[Spambayes] Another software in the field
Justin Mason
jm@jmason.org
Fri Nov 15 18:06:24 2002
Tim Peters said:
> Hmm. I use Outlook 2000, and my last post had:
> Message-id: <BIEJKCLHCIOIHAGOKOLHEEEFDPAA.tim.one@comcast.net>
...
> These are all (I believe) Outlook users. No $ in sight! I believe Paul is
> alone in this group in using an Exchange server instead of straight SMTP.
Hmm, we thought they were Exchange-format ids; looks like O2K now uses
that format. (thinks) maybe it's just Outlook Express does the $ id
format -- but the important point is that it's frequently spoofed in spam
(about 29% of my spam load, for example). So it becomes a great spam
indicator. In fact, as Outlook users migrate *away* from that format,
it gets better ;)
BTW the O2K format IDs have not been spoofed yet, as far as I can see,
so they would be a good ham sign, if the tokenizer could recognise them.

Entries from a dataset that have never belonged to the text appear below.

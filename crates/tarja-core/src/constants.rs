/// Tarja engine version.
pub const VERSION: &str = env!("CARGO_PKG_VERSION");

/// Placeholder character emitted for masked alphanumeric characters.
pub const MASK_CHAR: char = 'x';

/// Context window (bytes each side) for corroborating a bare tax-ID run.
pub const TAX_ID_CONTEXT_WINDOW: usize = 50;

/// Context window (bytes each side) for disqualifying a phone-shaped match
/// that sits next to a strict identifier label.
pub const PHONE_CONTEXT_WINDOW: usize = 30;

/// Maximum distance (bytes) between an honorific and the start of a
/// person-entity span for the honorific to vouch for it.
pub const HONORIFIC_LOOKBEHIND: usize = 5;

/// Minimum whitespace-separated tokens for a person entity to be considered.
pub const MIN_NAME_TOKENS: usize = 2;

/// Share of critical-bearing records above which a corpus is escalated
/// to critical regardless of per-record labels.
pub const CORPUS_CRITICAL_PROPORTION: f64 = 0.10;
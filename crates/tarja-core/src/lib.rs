//! # tarja-core
//!
//! Foundation crate for the Tarja PII detection & redaction engine.
//! Defines all types, traits, errors and constants.
//! Every other crate in the workspace depends on this.

pub mod constants;
pub mod errors;
pub mod models;
pub mod traits;

// Re-export the most commonly used types at the crate root.
pub use errors::{TarjaError, TarjaResult};
pub use models::{
    DetectionResult, MaskIndexSet, MatchSpan, PiiCategory, RiskClassification, RiskLevel, Severity,
};
pub use traits::{Entity, EntityLabel, IDetector, IRecognizer};
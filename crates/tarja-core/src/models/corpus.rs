use std::collections::BTreeMap;

use chrono::{DateTime, Utc};
use serde::{Deserialize, Serialize};

use crate::models::{PiiCategory, RiskLevel};

/// Aggregate statistics over many per-record detection results.
///
/// Built by the reporting layer from the `DetectionResult`s the engine
/// emits; the engine itself holds no aggregate state.
#[derive(Debug, Clone, Serialize, Deserialize)]
pub struct CorpusStatistics {
    pub total_records: usize,
    pub records_with_pii: usize,
    /// Records containing at least one critical-severity category.
    pub records_with_critical: usize,
    pub category_totals: BTreeMap<PiiCategory, u32>,
    pub invalid_totals: BTreeMap<PiiCategory, u32>,
    /// Record tally per record-level risk label.
    pub records_per_level: BTreeMap<RiskLevel, usize>,
    pub started_at: DateTime<Utc>,
    pub finished_at: Option<DateTime<Utc>>,
}

impl CorpusStatistics {
    pub fn total_hits(&self) -> u32 {
        self.category_totals.values().sum()
    }

    /// Share of records containing any PII, in `[0, 1]`.
    pub fn pii_rate(&self) -> f64 {
        if self.total_records == 0 {
            0.0
        } else {
            self.records_with_pii as f64 / self.total_records as f64
        }
    }

    /// Share of records containing a critical-severity category.
    pub fn critical_rate(&self) -> f64 {
        if self.total_records == 0 {
            0.0
        } else {
            self.records_with_critical as f64 / self.total_records as f64
        }
    }

    pub fn elapsed_seconds(&self) -> f64 {
        match self.finished_at {
            Some(end) => (end - self.started_at).num_milliseconds() as f64 / 1000.0,
            None => 0.0,
        }
    }
}
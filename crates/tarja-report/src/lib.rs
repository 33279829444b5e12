//! # tarja-report
//!
//! Turns per-record detection results into risk labels and corpus-level
//! statistics. The engine emits one [`DetectionResult`] per record and
//! holds no aggregate state; everything here is a pure fold over those
//! results.
//!
//! [`DetectionResult`]: tarja_core::models::DetectionResult

pub mod classify;
pub mod corpus;
pub mod record;

pub use classify::classify_record;
pub use corpus::{
    category_breakdown, classify_corpus, recommendations, CategoryBreakdown, CorpusReport,
};
pub use record::RecordReport;
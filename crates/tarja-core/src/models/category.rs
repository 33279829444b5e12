use serde::{Deserialize, Serialize};

/// Disclosure severity tier of a PII category.
///
/// Critical categories block publication of a record on their own;
/// moderate categories flag it for review.
#[derive(Debug, Clone, Copy, PartialEq, Eq, Serialize, Deserialize)]
#[serde(rename_all = "SCREAMING_SNAKE_CASE")]
pub enum Severity {
    Critical,
    Moderate,
}

/// Closed set of detectable PII categories.
///
/// Brazilian identifier formats and LGPD sensitive-data classes. The
/// severity partition follows the latest engine policy: official personal
/// identifiers and all sensitive topics are critical; contact data,
/// company identifiers and names are moderate.
#[derive(Debug, Clone, Copy, PartialEq, Eq, PartialOrd, Ord, Hash, Serialize, Deserialize)]
#[serde(rename_all = "SCREAMING_SNAKE_CASE")]
pub enum PiiCategory {
    /// CPF — Cadastro de Pessoa Física.
    IndividualTaxId,
    /// CNPJ — Cadastro Nacional de Pessoa Jurídica.
    CompanyId,
    /// RG, CNH, NIS, PIS, PASEP, NIT, CTPS, Matrícula, Título de Eleitor.
    GeneralRegistry,
    Phone,
    Email,
    FullAddress,
    /// CEP — Código de Endereçamento Postal.
    PostalCode,
    /// SEI administrative process number.
    LegalProcess,
    PersonName,
    SensitiveHealth,
    SensitiveMinor,
    SensitiveSocial,
    SensitiveRace,
    SensitiveGender,
}

impl PiiCategory {
    /// Every category, in detector-priority order.
    pub const ALL: [PiiCategory; 14] = [
        PiiCategory::LegalProcess,
        PiiCategory::IndividualTaxId,
        PiiCategory::PersonName,
        PiiCategory::GeneralRegistry,
        PiiCategory::CompanyId,
        PiiCategory::Email,
        PiiCategory::FullAddress,
        PiiCategory::PostalCode,
        PiiCategory::Phone,
        PiiCategory::SensitiveHealth,
        PiiCategory::SensitiveMinor,
        PiiCategory::SensitiveSocial,
        PiiCategory::SensitiveRace,
        PiiCategory::SensitiveGender,
    ];

    /// Stable wire name, matching the serialized form.
    pub fn name(&self) -> &'static str {
        match self {
            PiiCategory::IndividualTaxId => "INDIVIDUAL_TAX_ID",
            PiiCategory::CompanyId => "COMPANY_ID",
            PiiCategory::GeneralRegistry => "GENERAL_REGISTRY",
            PiiCategory::Phone => "PHONE",
            PiiCategory::Email => "EMAIL",
            PiiCategory::FullAddress => "FULL_ADDRESS",
            PiiCategory::PostalCode => "POSTAL_CODE",
            PiiCategory::LegalProcess => "LEGAL_PROCESS",
            PiiCategory::PersonName => "PERSON_NAME",
            PiiCategory::SensitiveHealth => "SENSITIVE_HEALTH",
            PiiCategory::SensitiveMinor => "SENSITIVE_MINOR",
            PiiCategory::SensitiveSocial => "SENSITIVE_SOCIAL",
            PiiCategory::SensitiveRace => "SENSITIVE_RACE",
            PiiCategory::SensitiveGender => "SENSITIVE_GENDER",
        }
    }

    /// Human-readable description (Portuguese, used in report reasons).
    pub fn description(&self) -> &'static str {
        match self {
            PiiCategory::IndividualTaxId => "Cadastro de Pessoa Física (CPF)",
            PiiCategory::CompanyId => "Cadastro Nacional de Pessoa Jurídica (CNPJ)",
            PiiCategory::GeneralRegistry => "Registros Gerais (RG/NIS/PIS/CNH)",
            PiiCategory::Phone => "Número de Telefone",
            PiiCategory::Email => "Endereço de E-mail",
            PiiCategory::FullAddress => "Endereço Completo",
            PiiCategory::PostalCode => "Código de Endereçamento Postal (CEP)",
            PiiCategory::LegalProcess => "Número de Processo SEI",
            PiiCategory::PersonName => "Nome de Pessoa",
            PiiCategory::SensitiveHealth => "Dados de Saúde (Sensível)",
            PiiCategory::SensitiveMinor => "Dados de Menor de Idade (Sensível)",
            PiiCategory::SensitiveSocial => "Dados Sociais (Sensível)",
            PiiCategory::SensitiveRace => "Dados de Raça/Cor (Sensível)",
            PiiCategory::SensitiveGender => "Dados de Gênero (Sensível)",
        }
    }

    pub fn severity(&self) -> Severity {
        match self {
            PiiCategory::IndividualTaxId
            | PiiCategory::GeneralRegistry
            | PiiCategory::SensitiveHealth
            | PiiCategory::SensitiveMinor
            | PiiCategory::SensitiveSocial
            | PiiCategory::SensitiveRace
            | PiiCategory::SensitiveGender => Severity::Critical,
            PiiCategory::CompanyId
            | PiiCategory::Phone
            | PiiCategory::Email
            | PiiCategory::FullAddress
            | PiiCategory::PostalCode
            | PiiCategory::LegalProcess
            | PiiCategory::PersonName => Severity::Moderate,
        }
    }

    /// Whether this is one of the LGPD sensitive-topic categories.
    pub fn is_sensitive(&self) -> bool {
        matches!(
            self,
            PiiCategory::SensitiveHealth
                | PiiCategory::SensitiveMinor
                | PiiCategory::SensitiveSocial
                | PiiCategory::SensitiveRace
                | PiiCategory::SensitiveGender
        )
    }

    /// Whether this category identifies a specific person on its own.
    ///
    /// These gate the sensitive-topic scanner: a sensitive phrase is only
    /// flagged when one of these was found in the same text.
    pub fn is_identifier(&self) -> bool {
        matches!(
            self,
            PiiCategory::IndividualTaxId | PiiCategory::GeneralRegistry | PiiCategory::PersonName
        )
    }
}

#[cfg(test)]
mod tests {
    use super::*;

    #[test]
    fn severity_partition_is_exhaustive() {
        for cat in PiiCategory::ALL {
            // Every variant maps to exactly one tier without panicking.
            let _ = cat.severity();
        }
    }

    #[test]
    fn sensitive_categories_are_critical() {
        for cat in PiiCategory::ALL {
            if cat.is_sensitive() {
                assert_eq!(cat.severity(), Severity::Critical, "{}", cat.name());
            }
        }
    }

    #[test]
    fn wire_names_match_serde() {
        for cat in PiiCategory::ALL {
            let json = serde_json::to_string(&cat).unwrap();
            assert_eq!(json, format!("\"{}\"", cat.name()));
        }
    }

    #[test]
    fn identifiers_are_non_sensitive() {
        for cat in PiiCategory::ALL {
            if cat.is_identifier() {
                assert!(!cat.is_sensitive(), "{}", cat.name());
            }
        }
    }
}
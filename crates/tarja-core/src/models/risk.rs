use serde::{Deserialize, Serialize};

/// Qualitative disclosure-risk label for a record or a corpus.
#[derive(Debug, Clone, Copy, PartialEq, Eq, PartialOrd, Ord, Serialize, Deserialize)]
#[serde(rename_all = "SCREAMING_SNAKE_CASE")]
pub enum RiskLevel {
    /// Contains official identifiers or sensitive topics; must not be
    /// published without full anonymization.
    Critical,
    /// Contains non-sensitive personal data; requires review.
    Moderate,
    /// Corpus-scope only: isolated personal data at low incidence.
    Low,
    /// No personal data found; publishable as is.
    Public,
}

/// A risk label plus the category descriptions that triggered it.
#[derive(Debug, Clone, PartialEq, Eq, Serialize, Deserialize)]
pub struct RiskClassification {
    pub level: RiskLevel,
    pub reasons: Vec<String>,
}

impl RiskClassification {
    pub fn public() -> Self {
        Self {
            level: RiskLevel::Public,
            reasons: Vec::new(),
        }
    }
}
use crate::errors::TarjaResult;
use crate::models::DetectionResult;

/// PII detection and redaction over a single text record.
///
/// Stateless across invocations; implementations are shareable between
/// worker threads without locking.
pub trait IDetector: Send + Sync {
    /// Locate PII spans, mask the text and count per-category hits.
    ///
    /// Under normal operation this never fails: detector conflicts,
    /// checksum mismatches and recognizer errors are all absorbed into
    /// the result.
    fn detect_and_redact(&self, text: &str) -> TarjaResult<DetectionResult>;
}
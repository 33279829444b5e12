use std::collections::BTreeMap;

use serde::{Deserialize, Serialize};

use crate::models::PiiCategory;

/// Per-record output of one `detect_and_redact` call.
#[derive(Debug, Clone, Serialize, Deserialize)]
pub struct DetectionResult {
    /// The masked copy of the input text.
    pub redacted_text: String,
    /// Occurrence count per detected category.
    pub category_counts: BTreeMap<PiiCategory, u32>,
    /// Checksum-failure counts. Currently only carries the tax-ID counter.
    pub invalid_counts: BTreeMap<PiiCategory, u32>,
    /// Whether a non-sensitive identifying category (tax ID, registry
    /// number, validated name) was found in this text.
    pub has_identifier: bool,
}

impl DetectionResult {
    /// A result with no detections, passing `text` through untouched.
    pub fn passthrough(text: impl Into<String>) -> Self {
        Self {
            redacted_text: text.into(),
            category_counts: BTreeMap::new(),
            invalid_counts: BTreeMap::new(),
            has_identifier: false,
        }
    }

    pub fn has_pii(&self) -> bool {
        !self.category_counts.is_empty()
    }

    pub fn count(&self, category: PiiCategory) -> u32 {
        self.category_counts.get(&category).copied().unwrap_or(0)
    }

    pub fn total_hits(&self) -> u32 {
        self.category_counts.values().sum()
    }
}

as far as I know they always match /^<[A-Z]{28}\.\S+\@\S+>$/ .
> What does "validate" mean in this context?
compute what the value *should* be and compare.
> Post the Perl code and I bet it will be easy to do in Python too. I'm not
> sure what you mean otherwise; for example, a FILETIME is conceptually a
> 64-bit integer, and by "top 4 bytes" it's unclear to me whether you mean the
> most-significant 4 bytes of that int, or the first 4 bytes in storage order
> (which happen to be the least-significant 4 bytes of the big int).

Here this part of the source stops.